In Georgia, a committee was put together under the Georgia Coronavirus Task Force to focus on the homeless population and make policy recommendations to Gov. Brian Kemp (R). Chaired by Atlanta Mayor Keisha Lance Bottoms (D), the committee has set forth six objectives to help the state's homeless population weather the crisis. They include preventing additional people from becoming homeless; supporting enhanced cleaning, screenings, and referral services; expanding testing for high-risk individuals; establishing a recording process specific to homeless and displaced persons; ensuring appropriate options for quarantine and isolation are available; and ensuring that transportation options are available for people after they're released from the hospital.
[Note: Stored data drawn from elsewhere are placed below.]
//! LSP server for phphints editor integration
//!
//! Lints PHP documents when they are opened or saved, publishes the hints as
//! diagnostics, shows hint messages on hover and offers a whole-file repair
//! as a quick fix.
//!
//! Usage:
//!   phphints lsp

use std::collections::HashMap;
use std::path::{Path, PathBuf};
use std::sync::Arc;

use phphints_core::overlay::{tag_range, tooltip_at};
use phphints_core::{logging, Hint};
use phphints_linters::{HintManager, LintReport};
use phphints_repair::RepairEngine;
use tokio::sync::Mutex;
use tower_lsp::jsonrpc::Result;
use tower_lsp::lsp_types::*;
use tower_lsp::{Client, LanguageServer, LspService, Server};

use crate::process::{lint_file, repair_with_cycles};

const REPAIR_TITLE: &str = "Try to repair the file";

/// Latest known state of an open document
#[derive(Debug, Clone, Default)]
struct Document {
    text: String,
    /// Text the hints were computed from
    linted_text: String,
    hints: Vec<Hint>,
}

impl Document {
    fn linted(text: String, hints: Vec<Hint>) -> Self {
        Self {
            linted_text: text.clone(),
            text,
            hints,
        }
    }

    /// Hint positions only hold for the text they were linted from
    fn repairable(&self) -> bool {
        !self.hints.is_empty() && self.text == self.linted_text
    }
}

/// phphints LSP server backend
pub struct PhpHintsLsp {
    client: Client,
    manager: Arc<HintManager>,
    engine: Arc<RepairEngine>,
    cycles: usize,
    documents: Mutex<HashMap<Url, Document>>,
}

impl PhpHintsLsp {
    pub fn new(client: Client, manager: Arc<HintManager>, engine: Arc<RepairEngine>, cycles: usize) -> Self {
        Self {
            client,
            manager,
            engine,
            cycles,
            documents: Mutex::new(HashMap::new()),
        }
    }

    /// Lint `text` as the document at `uri`, remember it and publish diagnostics
    async fn check_document(&self, uri: Url, text: String) {
        let Some(path) = php_path(&uri) else {
            return;
        };

        let manager = Arc::clone(&self.manager);
        let content = text.clone();
        let linted = tokio::task::spawn_blocking(move || lint_file(&manager, &path, Some(&content))).await;

        let report = match linted {
            Ok(Ok(report)) => report,
            Ok(Err(e)) => {
                logging::entry("lsp", &format!("lint failed for {}: {:#}", uri, e));
                self.client
                    .log_message(MessageType::ERROR, format!("phphints: {:#}", e))
                    .await;
                LintReport::default()
            }
            Err(e) => {
                logging::entry("lsp", &format!("lint task failed for {}: {}", uri, e));
                LintReport::default()
            }
        };

        for failure in &report.failures {
            self.client
                .log_message(
                    MessageType::WARNING,
                    format!("phphints: {} produced no hints: {}", failure.adapter, failure.error),
                )
                .await;
        }

        let diagnostics = to_diagnostics(&text, &report.hints);
        self.documents
            .lock()
            .await
            .insert(uri.clone(), Document::linted(text, report.hints));

        self.client.publish_diagnostics(uri, diagnostics, None).await;
    }
}

/// Local path of a PHP document
fn php_path(uri: &Url) -> Option<PathBuf> {
    if !uri.path().ends_with(".php") {
        return None;
    }
    uri.to_file_path().ok()
}

fn severity(source: &str) -> DiagnosticSeverity {
    match source {
        "phplint" => DiagnosticSeverity::ERROR,
        "phpmd" => DiagnosticSeverity::WARNING,
        _ => DiagnosticSeverity::INFORMATION,
    }
}

fn position((line, character): (usize, usize)) -> Position {
    Position {
        line: line as u32,
        character: character as u32,
    }
}

fn line_lengths(text: &str) -> Vec<usize> {
    text.split('\n')
        .map(|line| line.trim_end_matches('\r').encode_utf16().count())
        .collect()
}

/// Hints as diagnostics, clamped to the document
fn to_diagnostics(text: &str, hints: &[Hint]) -> Vec<Diagnostic> {
    let lengths = line_lengths(text);

    hints
        .iter()
        .map(|hint| {
            let range = tag_range(&lengths, hint);
            Diagnostic {
                range: Range {
                    start: position(range.start),
                    end: position(range.end),
                },
                severity: Some(severity(&hint.source)),
                source: Some(format!("phphints/{}", hint.source)),
                message: hint.message.clone(),
                ..Default::default()
            }
        })
        .collect()
}

/// Position just past the last character of `text`
fn document_end(text: &str) -> Position {
    let lengths = line_lengths(text);
    let last = lengths.len() - 1;
    position((last, lengths[last]))
}

/// Run the repair engine on a stored document; `None` when nothing changes
fn repair_document(
    manager: &HintManager,
    engine: &RepairEngine,
    path: &Path,
    document: Document,
    cycles: usize,
) -> anyhow::Result<Option<String>> {
    let report = LintReport {
        hints: document.hints,
        failures: Vec::new(),
    };
    let result = repair_with_cycles(manager, engine, path, &document.text, report, cycles)?;
    Ok(result.changed().then_some(result.new_source))
}

#[tower_lsp::async_trait]
impl LanguageServer for PhpHintsLsp {
    async fn initialize(&self, _: InitializeParams) -> Result<InitializeResult> {
        Ok(InitializeResult {
            capabilities: ServerCapabilities {
                text_document_sync: Some(TextDocumentSyncCapability::Options(TextDocumentSyncOptions {
                    open_close: Some(true),
                    change: Some(TextDocumentSyncKind::FULL),
                    save: Some(TextDocumentSyncSaveOptions::SaveOptions(SaveOptions {
                        include_text: Some(true),
                    })),
                    ..Default::default()
                })),
                hover_provider: Some(HoverProviderCapability::Simple(true)),
                code_action_provider: Some(CodeActionProviderCapability::Simple(true)),
                ..Default::default()
            },
            server_info: Some(ServerInfo {
                name: "phphints".to_string(),
                version: Some(env!("CARGO_PKG_VERSION").to_string()),
            }),
        })
    }

    async fn initialized(&self, _: InitializedParams) {
        let active: Vec<&str> = self
            .manager
            .adapter_names()
            .into_iter()
            .filter(|name| self.manager.is_active(name))
            .collect();
        self.client
            .log_message(
                MessageType::INFO,
                format!("phphints LSP server initialized ({})", active.join(", ")),
            )
            .await;
    }

    async fn shutdown(&self) -> Result<()> {
        Ok(())
    }

    async fn did_open(&self, params: DidOpenTextDocumentParams) {
        let document = params.text_document;
        self.check_document(document.uri, document.text).await;
    }

    async fn did_change(&self, params: DidChangeTextDocumentParams) {
        // full sync: the last change carries the whole text
        let Some(change) = params.content_changes.into_iter().last() else {
            return;
        };
        let mut documents = self.documents.lock().await;
        documents.entry(params.text_document.uri).or_default().text = change.text;
    }

    async fn did_save(&self, params: DidSaveTextDocumentParams) {
        let uri = params.text_document.uri;
        let text = match params.text {
            Some(text) => Some(text),
            None => self.documents.lock().await.get(&uri).map(|d| d.text.clone()),
        };

        if let Some(text) = text {
            self.check_document(uri, text).await;
        }
    }

    async fn did_close(&self, params: DidCloseTextDocumentParams) {
        let uri = params.text_document.uri;
        self.documents.lock().await.remove(&uri);
        self.client.publish_diagnostics(uri, vec![], None).await;
    }

    async fn hover(&self, params: HoverParams) -> Result<Option<Hover>> {
        let position = params.text_document_position_params.position;
        let uri = params.text_document_position_params.text_document.uri;

        let documents = self.documents.lock().await;
        let tooltip = documents.get(&uri).and_then(|document| {
            tooltip_at(&document.hints, position.line as usize, position.character as usize)
        });

        Ok(tooltip.map(|message| Hover {
            contents: HoverContents::Scalar(MarkedString::String(message)),
            range: None,
        }))
    }

    async fn code_action(&self, params: CodeActionParams) -> Result<Option<CodeActionResponse>> {
        let uri = params.text_document.uri;
        let Some(path) = php_path(&uri) else {
            return Ok(None);
        };
        let Some(document) = self.documents.lock().await.get(&uri).cloned() else {
            return Ok(None);
        };
        if !document.repairable() {
            return Ok(None);
        }

        let end = document_end(&document.text);
        let manager = Arc::clone(&self.manager);
        let engine = Arc::clone(&self.engine);
        let cycles = self.cycles;
        let repaired =
            tokio::task::spawn_blocking(move || repair_document(&manager, &engine, &path, document, cycles)).await;

        let new_text = match repaired {
            Ok(Ok(Some(text))) => text,
            Ok(Ok(None)) => return Ok(None),
            Ok(Err(e)) => {
                logging::entry("lsp", &format!("repair failed for {}: {:#}", uri, e));
                return Ok(None);
            }
            Err(e) => {
                logging::entry("lsp", &format!("repair task failed for {}: {}", uri, e));
                return Ok(None);
            }
        };

        let edit = TextEdit {
            range: Range {
                start: Position::new(0, 0),
                end,
            },
            new_text,
        };
        let mut changes = HashMap::new();
        changes.insert(uri, vec![edit]);

        let action = CodeAction {
            title: REPAIR_TITLE.to_string(),
            kind: Some(CodeActionKind::QUICKFIX),
            diagnostics: Some(params.context.diagnostics),
            edit: Some(WorkspaceEdit {
                changes: Some(changes),
                document_changes: None,
                change_annotations: None,
            }),
            is_preferred: Some(true),
            ..Default::default()
        };

        Ok(Some(vec![CodeActionOrCommand::CodeAction(action)]))
    }
}

/// Run the LSP server on stdin/stdout
pub async fn run_lsp_server(manager: HintManager, engine: RepairEngine, cycles: usize) {
    let stdin = tokio::io::stdin();
    let stdout = tokio::io::stdout();

    let manager = Arc::new(manager);
    let engine = Arc::new(engine);
    let (service, socket) = LspService::new(move |client| PhpHintsLsp::new(client, manager, engine, cycles));
    Server::new(stdin, stdout, socket).serve(service).await;
}
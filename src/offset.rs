//! Read-position tracking for a single watched file.

use chrono::{DateTime, Local};
use std::path::{Path, PathBuf};

/// Decide where the next read should start.
///
/// A file that is now smaller than the tracked offset was truncated or
/// replaced, so reading restarts at byte 0. An unchanged size is idle, not
/// truncation.
pub fn effective_offset(current_size: u64, tracked_offset: u64) -> u64 {
    if current_size < tracked_offset {
        0
    } else {
        tracked_offset
    }
}

/// Per-file polling state.
///
/// `last_offset` is always 0 or the byte offset just past a complete line
/// that has already been emitted.
#[derive(Debug, Clone)]
pub(crate) struct WatchState {
    path: PathBuf,
    last_offset: u64,
    start_time: DateTime<Local>,
}

impl WatchState {
    pub(crate) fn new(path: impl Into<PathBuf>, start_time: DateTime<Local>) -> Self {
        Self {
            path: path.into(),
            last_offset: 0,
            start_time,
        }
    }

    pub(crate) fn path(&self) -> &Path {
        &self.path
    }

    pub(crate) fn last_offset(&self) -> u64 {
        self.last_offset
    }

    pub(crate) fn start_time(&self) -> DateTime<Local> {
        self.start_time
    }

    /// Apply the truncation check against `current_size`, committing a reset
    /// if one is needed. Returns the offset to seek to.
    pub(crate) fn rewind_if_truncated(&mut self, current_size: u64) -> u64 {
        let offset = effective_offset(current_size, self.last_offset);
        if offset != self.last_offset {
            tracing::info!(
                path = %self.path.display(),
                size = current_size,
                offset = self.last_offset,
                "File truncated; reading from start"
            );
            self.last_offset = offset;
        }
        offset
    }

    /// Record that everything up to `offset` has been consumed.
    pub(crate) fn advance(&mut self, offset: u64) {
        self.last_offset = offset;
    }
}
//! Incremental extraction of complete lines from a byte stream.

use tokio::io::{AsyncBufRead, AsyncBufReadExt};

/// Pulls newline-terminated lines from `inner`, tracking the byte offset just
/// past each one.
///
/// The reader stops for good at the first point where no complete line is
/// available: end of stream, or a trailing fragment with no `\n` yet. The
/// fragment is not reported and `position` stays at its start, so a later
/// reader opened at that position sees it again once it has been finished.
pub(crate) struct LineReader<R> {
    inner: R,
    position: u64,
    buf: Vec<u8>,
    exhausted: bool,
}

impl<R: AsyncBufRead + Unpin> LineReader<R> {
    /// `position` is the file offset `inner` is currently positioned at.
    pub(crate) fn new(inner: R, position: u64) -> Self {
        Self {
            inner,
            position,
            buf: Vec::new(),
            exhausted: false,
        }
    }

    /// Offset just past the last complete line returned.
    #[cfg(test)]
    pub(crate) fn position(&self) -> u64 {
        self.position
    }

    /// Returns the next complete line and the offset immediately after it, or
    /// `None` once no complete line remains.
    pub(crate) async fn next_line(&mut self) -> std::io::Result<Option<(String, u64)>> {
        if self.exhausted {
            return Ok(None);
        }

        self.buf.clear();
        let read = match self.inner.read_until(b'\n', &mut self.buf).await {
            Ok(read) => read,
            Err(e) => {
                self.exhausted = true;
                return Err(e);
            }
        };

        if read == 0 || self.buf.last() != Some(&b'\n') {
            self.exhausted = true;
            return Ok(None);
        }

        self.position += read as u64;
        Ok(Some((decode_line(&self.buf), self.position)))
    }
}

/// Decode raw line bytes, dropping the terminator and surrounding whitespace.
fn decode_line(bytes: &[u8]) -> String {
    String::from_utf8_lossy(bytes).trim().to_string()
}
And in North Carolina, housing advocates last week launched a campaign called #HaveAHome2StayAtHome urging Gov. Roy Cooper (D) to put measures in place to guarantee safe housing for homeless people during the COVID-19 crisis. "We're really asking the governor to just flex some more of the power that is uniquely within the governor's office, and that is, No. 1, to issue an executive order guaranteeing safe, stable housing in North Carolina," said Bree Newsome Bass, an organizer with the Housing Justice Coalition in Charlotte. Cooper said North Carolina officials have raised the homelessness issue with federal officials and are considering using federal aid money to temporarily house the homeless. Advocates have proposed that Cooper issue an order turning public facilities like schools and convention centers into temporary shelters.

In addition, housing advocates throughout the region are also calling on officials to consider proactive strategies to combat homelessness — especially during major health emergencies when access to safe housing helps protect public health. Organizations have called on states and cities to increase protections for unsheltered individuals, prioritize permanent housing placements, and make housing costs affordable for homeless individuals and families.

"The longer-term solution, of course, is homes that the lowest-income people can afford,"  said Yentel. "If we had enough affordable homes that were affordable to extremely low-income people we wouldn't have homelessness in the first place."